The long-looked-for letters came after a weary interval of expectation, the more trying to Ermine because the weather had been so bitter that Colin could not shake off his cold, nor venture beyond his own fireside, where Rose daily visited him, and brought home accounts that did not cheer her aunt.
Edward wrote shortly to his sister, as if almost annoyed at the shower of letters that had by every post begun to recall his attention from some new invention on the means of assaying metals:—
“I am sorry you have stirred up Keith to the renewal of this painful subject. You know I considered that page in my life as closed for ever, and I see nothing that would compensate for what it costs me even to think of it. To redeem my name before the world would be of no avail to me now, for all my English habits are broken, and all that made life valuable to me is gone. If Long and Beauchamp could reject my solemn affirmation three years ago, what would a retractation slowly wrung from them be worth to me now? It might once have been, but that is all over now. Even the desire to take care of you would no longer actuate me since you have Keith again; and in a few years I hope to make my child independent in money matters—independent of your love and care you would not wish her to be. Forget the troubles of your life, Ermine, and be happy with your faithful Keith, without further efforts on behalf of one whom they only harass and grieve.”
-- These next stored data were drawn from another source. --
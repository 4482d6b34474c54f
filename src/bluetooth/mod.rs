/**
 * Bluetooth Discovery
 *
 * Finds the phone by running classic (BR/EDR) discovery passes and
 * averaging the RSSI of every sighting of its address.
 */

pub mod btmgmt;

pub use btmgmt::{BtmgmtInquiry, parse_btmgmt_output};

use std::fmt;
use std::str::FromStr;

use crate::error::{Error, Result};
use crate::hw::Inquiry;

pub const DEFAULT_PASSES: usize = 3;

/// 48-bit Bluetooth device address
#[derive(Debug, Clone, Copy, PartialEq, Eq, Hash)]
pub struct MacAddress([u8; 6]);

impl MacAddress{
    pub fn new(bytes: [u8; 6]) -> Self{
        MacAddress(bytes)
    }

    pub fn bytes(&self) -> [u8; 6]{
        self.0
    }
}

impl FromStr for MacAddress{
    type Err = Error;

    fn from_str(s: &str) -> Result<Self>{
        let mut bytes = [0u8; 6];
        let mut parts = s.trim().split(':');

        for byte in bytes.iter_mut(){
            let part = parts.next().ok_or_else(|| Error::InvalidMac(s.to_string()))?;
            if part.len() != 2{
                return Err(Error::InvalidMac(s.to_string()));
            }
            *byte = u8::from_str_radix(part, 16).map_err(|_| Error::InvalidMac(s.to_string()))?;
        }

        if parts.next().is_some(){
            return Err(Error::InvalidMac(s.to_string()));
        }

        Ok(MacAddress(bytes))
    }
}

impl fmt::Display for MacAddress{
    fn fmt(&self, f: &mut fmt::Formatter<'_>) -> fmt::Result{
        let b = self.0;
        write!(f, "{:02X}:{:02X}:{:02X}:{:02X}:{:02X}:{:02X}", b[0], b[1], b[2], b[3], b[4], b[5])
    }
}

/// A device seen during one discovery pass
#[derive(Debug, Clone, PartialEq)]
pub struct Sighting{
    pub address: MacAddress,
    pub name: Option<String>,
    pub rssi: f32,
}

/// Averages the phone's RSSI over several discovery passes
pub struct PhoneLocator{
    inquiry: Box<dyn Inquiry>,
    phone: MacAddress,
    passes: usize,
}

impl PhoneLocator{
    pub fn new(inquiry: Box<dyn Inquiry>, phone: MacAddress) -> Self{
        PhoneLocator{
            inquiry,
            phone,
            passes: DEFAULT_PASSES,
        }
    }

    pub fn with_passes(mut self, passes: usize) -> Self{
        self.passes = passes.max(1);
        self
    }

    pub fn phone(&self) -> MacAddress{
        self.phone
    }

    /// Average RSSI of the phone over all passes, `None` if it was never seen
    pub fn locate(&mut self) -> Result<Option<f32>>{
        let mut readings = Vec::new();

        for pass in 0..self.passes{
            let sightings = self.inquiry.inquire()?;
            log::debug!("[BT] pass {}: {} device(s)", pass + 1, sightings.len());

            readings.extend(
                sightings.iter()
                    .filter(|s| s.address == self.phone)
                    .map(|s| s.rssi)
            );
        }

        if readings.is_empty(){
            log::info!("[BT] phone {} not detected", self.phone);
            return Ok(None);
        }

        let avg = readings.iter().sum::<f32>() / readings.len() as f32;
        log::info!("[BT] phone detected with average RSSI {:.1} over {} reading(s)", avg, readings.len());
        Ok(Some(avg))
    }
}

#[cfg(test)]
mod tests{
    use super::*;
    use crate::sim::SimInquiry;

    const PHONE: &str = "20:20:08:59:27:13";

    #[test]
    fn test_mac_parse_case_insensitive(){
        let upper: MacAddress = "AA:BB:CC:DD:EE:0F".parse().unwrap();
        let lower: MacAddress = "aa:bb:cc:dd:ee:0f".parse().unwrap();
        assert_eq!(upper, lower);
        assert_eq!(lower.to_string(), "AA:BB:CC:DD:EE:0F");
    }

    #[test]
    fn test_mac_parse_rejects_garbage(){
        assert!("20:20:08:59:27".parse::<MacAddress>().is_err());
        assert!("20:20:08:59:27:13:00".parse::<MacAddress>().is_err());
        assert!("20-20-08-59-27-13".parse::<MacAddress>().is_err());
        assert!("zz:20:08:59:27:13".parse::<MacAddress>().is_err());
    }

    #[test]
    fn test_locate_averages_matching_sightings(){
        let phone: MacAddress = PHONE.parse().unwrap();
        let other: MacAddress = "11:22:33:44:55:66".parse().unwrap();

        let inquiry = SimInquiry::from_passes(vec![
            vec![Sighting{ address: phone, name: None, rssi: -60.0 }, Sighting{ address: other, name: None, rssi: -20.0 }],
            vec![],
            vec![Sighting{ address: phone, name: Some("Pixel".into()), rssi: -70.0 }],
        ]);

        let mut locator = PhoneLocator::new(Box::new(inquiry), phone);
        let avg = locator.locate().unwrap().unwrap();
        assert!((avg - -65.0).abs() < 1e-4);
    }

    #[test]
    fn test_locate_not_found(){
        let phone: MacAddress = PHONE.parse().unwrap();
        let inquiry = SimInquiry::from_passes(vec![vec![]]);
        let mut locator = PhoneLocator::new(Box::new(inquiry), phone).with_passes(2);
        assert_eq!(locator.locate().unwrap(), None);
    }
}
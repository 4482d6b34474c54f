//5x7 glyphs, one byte per column, bit 0 is the top row
pub const GLYPH_WIDTH: usize = 5;
pub const GLYPH_HEIGHT: usize = 7;
pub const ADVANCE: i32 = 6;

const DIGITS: [[u8; GLYPH_WIDTH]; 10] = [
    [0x3E, 0x51, 0x49, 0x45, 0x3E], //0
    [0x00, 0x42, 0x7F, 0x40, 0x00], //1
    [0x42, 0x61, 0x51, 0x49, 0x46], //2
    [0x21, 0x41, 0x45, 0x4B, 0x31], //3
    [0x18, 0x14, 0x12, 0x7F, 0x10], //4
    [0x27, 0x45, 0x45, 0x45, 0x39], //5
    [0x3C, 0x4A, 0x49, 0x49, 0x30], //6
    [0x01, 0x71, 0x09, 0x05, 0x03], //7
    [0x36, 0x49, 0x49, 0x49, 0x36], //8
    [0x06, 0x49, 0x49, 0x29, 0x1E], //9
];

const MINUS: [u8; GLYPH_WIDTH] = [0x08, 0x08, 0x08, 0x08, 0x08];
const DOT: [u8; GLYPH_WIDTH] = [0x00, 0x60, 0x60, 0x00, 0x00];
const SPACE: [u8; GLYPH_WIDTH] = [0x00; GLYPH_WIDTH];

pub fn glyph(ch: char) -> Option<&'static [u8; GLYPH_WIDTH]>{
    match ch{
        '0'..='9' => Some(&DIGITS[ch as usize - '0' as usize]),
        '-' => Some(&MINUS),
        '.' => Some(&DOT),
        ' ' => Some(&SPACE),
        _ => None,
    }
}
/**
 * Display Module
 *
 * 128x64 monochrome framebuffer in SSD1306 page layout, the drawing
 * primitives the compass needs, and the compass screen itself.
 */

pub mod font;
pub mod ssd1306;

pub use ssd1306::Ssd1306;

pub const WIDTH: usize = 128;
pub const HEIGHT: usize = 64;
pub const PAGES: usize = HEIGHT / 8;
pub const FRAME_SIZE: usize = WIDTH * PAGES;

pub const CENTER_X: i32 = 64;
pub const CENTER_Y: i32 = 32;
pub const RADIUS: i32 = 30;

//byte (page * WIDTH + x) holds rows page*8 .. page*8+7 of column x, LSB on top
#[derive(Clone, PartialEq, Eq)]
pub struct Frame{
    buffer: [u8; FRAME_SIZE],
}

impl Frame{
    pub fn new() -> Self{
        Frame{ buffer: [0u8; FRAME_SIZE] }
    }

    pub fn clear(&mut self){
        self.buffer = [0u8; FRAME_SIZE];
    }

    /// Pixels outside the screen are ignored
    pub fn set_pixel(&mut self, x: i32, y: i32, on: bool){
        if x < 0 || y < 0 || x >= WIDTH as i32 || y >= HEIGHT as i32{
            return;
        }
        let (x, y) = (x as usize, y as usize);
        let idx = (y / 8) * WIDTH + x;
        let bit = 1u8 << (y % 8);
        if on{
            self.buffer[idx] |= bit;
        }else{
            self.buffer[idx] &= !bit;
        }
    }

    pub fn pixel(&self, x: i32, y: i32) -> bool{
        if x < 0 || y < 0 || x >= WIDTH as i32 || y >= HEIGHT as i32{
            return false;
        }
        let (x, y) = (x as usize, y as usize);
        self.buffer[(y / 8) * WIDTH + x] & (1u8 << (y % 8)) != 0
    }

    pub fn lit_pixels(&self) -> usize{
        self.buffer.iter().map(|b| b.count_ones() as usize).sum()
    }

    pub fn as_bytes(&self) -> &[u8]{
        &self.buffer
    }

    /// Bresenham line, both endpoints inclusive
    pub fn draw_line(&mut self, x0: i32, y0: i32, x1: i32, y1: i32){
        let dx = (x1 - x0).abs();
        let dy = -(y1 - y0).abs();
        let sx = if x0 < x1{ 1 }else{ -1 };
        let sy = if y0 < y1{ 1 }else{ -1 };
        let mut err = dx + dy;
        let (mut x, mut y) = (x0, y0);

        loop{
            self.set_pixel(x, y, true);
            if x == x1 && y == y1{
                break;
            }
            let e2 = 2 * err;
            if e2 >= dy{
                err += dy;
                x += sx;
            }
            if e2 <= dx{
                err += dx;
                y += sy;
            }
        }
    }

    /// Midpoint circle outline
    pub fn draw_circle(&mut self, cx: i32, cy: i32, r: i32){
        let mut x = r;
        let mut y = 0;
        let mut err = 1 - r;

        while x >= y{
            for (px, py) in [(x, y), (y, x), (-y, x), (-x, y), (-x, -y), (-y, -x), (y, -x), (x, -y)]{
                self.set_pixel(cx + px, cy + py, true);
            }
            y += 1;
            if err < 0{
                err += 2 * y + 1;
            }else{
                x -= 1;
                err += 2 * (y - x) + 1;
            }
        }
    }

    /// Draw text with its top-left corner at (x, y); unknown glyphs render as blanks
    pub fn draw_text(&mut self, x: i32, y: i32, text: &str){
        let mut cursor = x;
        for ch in text.chars(){
            if let Some(glyph) = font::glyph(ch){
                for (col, bits) in glyph.iter().enumerate(){
                    for row in 0..font::GLYPH_HEIGHT{
                        if bits & (1u8 << row) != 0{
                            self.set_pixel(cursor + col as i32, y + row as i32, true);
                        }
                    }
                }
            }
            cursor += font::ADVANCE;
        }
    }
}

impl Default for Frame{
    fn default() -> Self{
        Self::new()
    }
}

impl std::fmt::Debug for Frame{
    fn fmt(&self, f: &mut std::fmt::Formatter<'_>) -> std::fmt::Result{
        f.debug_struct("Frame").field("lit_pixels", &self.lit_pixels()).finish()
    }
}

/// Rim point for a heading; 0 degrees is straight up, angles grow clockwise
pub fn needle_tip(heading_deg: f32) -> (i32, i32){
    let rad = heading_deg.to_radians();
    let x = CENTER_X + (RADIUS as f32 * rad.sin()).round() as i32;
    let y = CENTER_Y - (RADIUS as f32 * rad.cos()).round() as i32;
    (x, y)
}

/// Compass dial with the needle at `heading_deg`, and the RSSI in the middle when known
pub fn compass_frame(heading_deg: f32, rssi: Option<f32>) -> Frame{
    let mut frame = Frame::new();
    frame.draw_circle(CENTER_X, CENTER_Y, RADIUS);

    let (tip_x, tip_y) = needle_tip(heading_deg);
    frame.draw_line(CENTER_X, CENTER_Y, tip_x, tip_y);

    if let Some(rssi) = rssi{
        frame.draw_text(CENTER_X - 10, CENTER_Y - 5, &format!("{:.0}", rssi));
    }

    frame
}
Ermine shed some bitter tears over this letter, the more sorrowful because the refusal was a shock to her own reliance on his honour, and she felt like a traitress to his cause. And Colin would give him up after this ungrateful indifference, if nothing worse. Surely it betrayed a consciousness that the whole of his conduct would not bear inquiry, and she thought of the representations that she had so indignantly rejected, that the accounts, even without the last fatal demand, were in a state that it required an excess of charity to ascribe to mere carelessness on the part of the principal.
She was glad that Alison was absent, and Rose in the garden. She laid her head on her little table, and drew long sobs of keen suffering, the reaction from the enjoyment and hope of the last few months. And so little knew she what she ought to ask, that she could only strive to say, “Thy will be done.”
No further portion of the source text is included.